Oil on canvas, 26 x 20 (66 x 50.5).
Presented by the Friends of the Tate Gallery 1965.
Coll: Mrs. Paul Nash; The Paul Nash Trust.
Exh: Exposition Internationale d’Art Moderne, Brussels, 1935 (750); Leicester Galleries, May–June 1938 (36); Gordon Fraser Gallery, Cambridge, 1939 (3); Modern Paintings and Drawings by British Artists, British Council, Greek House, February 1943 (28); Paul Nash and Barbara Hepworth, Temple Newsam House, Leeds, 1943 (18); Cheltenham Art Gallery, June–July 1945 (5); Tate Gallery, March–May 1948 (34, repr.); Leicester Galleries, May 1953 (29); Art in Britain 1930–40, Marlborough Fine Art Ltd., March–April 1965 (102, repr.).
Lit: Margot Eates (ed.), Paul Nash, London, 1948, p. 78, repr. pl. 61 (in colour); Anthony Bertram, Paul Nash, London, 1955, pp. 214, 322.
Repr: Herbert Read (ed.), Unit One, 1934, p. 84; Sir John Rothenstein, Paul Nash, 1961, facing colour plate 6.
‘Kinetic Feature’ is one of Nash’s few nearly abstract pictures. Another, ‘Opening’, also dates from 1931. In a letter to Cecil Collins in 1944 Nash described his work of the 1930–33 period as ‘Abstract and “near” abstract forms and patterns ... The work here comes along from Northern Adventure and Dead Spring… 1929 through a period of architectonic design expressed in various ways.
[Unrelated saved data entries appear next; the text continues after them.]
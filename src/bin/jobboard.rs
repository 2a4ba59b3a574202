use clap::{Parser, Subcommand};
use jobboard::cli::{self as prog_cli, Command, OutputMode, Response};
use jobboard::config::AppConfig;
use jobboard::errors::DbError;
use std::path::PathBuf;

#[derive(Parser, Debug)]
#[command(name = "jobboard", version, about = "Job postings: list, search and manage", long_about = None)]
struct Cli {
    #[arg(long, global = true, help = "Path to a config file (TOML). Falls back to $JOBBOARD_CONFIG, then ./jobboard.toml.")]
    config: Option<PathBuf>,
    #[arg(long, global = true, help = "Override the store's write-ahead log path. Takes precedence over config/env.")]
    db: Option<PathBuf>,
    #[arg(long, global = true, default_value = "human", help = "Output format: human|plain|json")]
    format: String,
    #[arg(long, global = true, help = "Log level: off|error|warn|info|debug|trace")]
    log_level: Option<String>,
    #[command(subcommand)]
    command: Commands,
}

#[derive(Subcommand, Debug)]
enum Commands {
    #[command(about = "List jobs, narrowed by a query string (e.g. \"salary[gte]=80000&sort=-postingDate&page=2\")")]
    Jobs {
        #[arg(long, help = "URL-style query string; a leading '?' is allowed")]
        query: Option<String>,
    },
    #[command(name = "jobs-radius", about = "List jobs within DISTANCE miles of ZIPCODE")]
    JobsRadius {
        #[arg(help = "Zipcode to search around")]
        zipcode: String,
        #[arg(help = "Distance in miles")]
        distance: f64,
    },
    #[command(name = "jobs-stats", about = "Salary and position stats per experience level for a topic")]
    JobsStats {
        #[arg(help = "Words to search for in title and description")]
        topic: String,
    },
    #[command(name = "job-get", about = "Show one job by id and slug")]
    JobGet {
        #[arg(help = "Job id")]
        id: String,
        #[arg(help = "Job slug")]
        slug: String,
    },
    #[command(name = "job-new", about = "Create a job from a JSON file")]
    JobNew {
        #[arg(long, help = "Path to the job JSON")]
        file: PathBuf,
    },
    #[command(name = "job-update", about = "Update a job's fields from a JSON file")]
    JobUpdate {
        #[arg(help = "Job id")]
        id: String,
        #[arg(long, help = "Path to the JSON patch")]
        file: PathBuf,
    },
    #[command(name = "job-delete", about = "Delete a job")]
    JobDelete {
        #[arg(help = "Job id")]
        id: String,
    },
}

impl From<Commands> for Command {
    fn from(c: Commands) -> Self {
        match c {
            Commands::Jobs { query } => Self::ListJobs { query },
            Commands::JobsRadius { zipcode, distance } => Self::JobsInRadius { zipcode, distance },
            Commands::JobsStats { topic } => Self::JobStats { topic },
            Commands::JobGet { id, slug } => Self::GetJob { id, slug },
            Commands::JobNew { file } => Self::NewJob { file },
            Commands::JobUpdate { id, file } => Self::UpdateJob { id, file },
            Commands::JobDelete { id } => Self::DeleteJob { id },
        }
    }
}

fn load_config(cli: &Cli) -> Result<AppConfig, DbError> {
    let mut cfg = AppConfig::load(cli.config.as_deref())?;
    if let Some(db) = &cli.db {
        cfg.db_path = Some(db.clone());
    }
    if let Some(level) = &cli.log_level {
        cfg.log_level = Some(level.clone());
    }
    Ok(cfg)
}

fn init_logging(cfg: &AppConfig) {
    let res = if cfg.log_dir.is_some() || cfg.log_level.is_some() {
        jobboard::logger::configure_logging(cfg.log_dir.as_deref(), cfg.log_level.as_deref(), None, false)
    } else if std::env::var_os("JOBBOARD_LOG_DIR").is_some() {
        jobboard::logger::configure_from_env()
    } else {
        Ok(())
    };
    if let Err(e) = res {
        eprintln!("warning: logging disabled: {e}");
    }
}

fn fail(err: &DbError, mode: OutputMode) -> ! {
    let resp = Response::failure(err);
    match mode {
        OutputMode::Json => println!("{}", prog_cli::render(&resp, mode)),
        _ => eprintln!("error: {}", resp.message),
    }
    std::process::exit(prog_cli::exit_code(err));
}

fn main() {
    let cli = Cli::parse();
    let mode = prog_cli::parse_output_mode(Some(&cli.format));
    let cfg = match load_config(&cli) {
        Ok(c) => c,
        Err(e) => fail(&e, mode),
    };
    init_logging(&cfg);
    let service = match jobboard::open(&cfg) {
        Ok(s) => s,
        Err(e) => fail(&e, mode),
    };
    if let Err(e) = prog_cli::run_with_format(&service, cli.command.into(), mode) {
        fail(&e, mode);
    }
}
It includes the Urne Buriall book and reaches the point of the Mansions of the Dead drawings and painting. This section shows the break from “interpretative” landscape and still life painting to the experiments in non-figurative design or “near” abstract which coincided practically with so called “Surrealist” content.’ (Bertram, op. cit., p. 214.)
‘Kinetic Feature’ was painted, or at least finished, at Rye, where Nash moved in December 1930.
On the back of the canvas is an unfinished version of the ‘St. Pancras Lilies’ of 1927 (Ulster Museum, Belfast).
Published in The Tate Gallery Report 1964–1965, London 1966.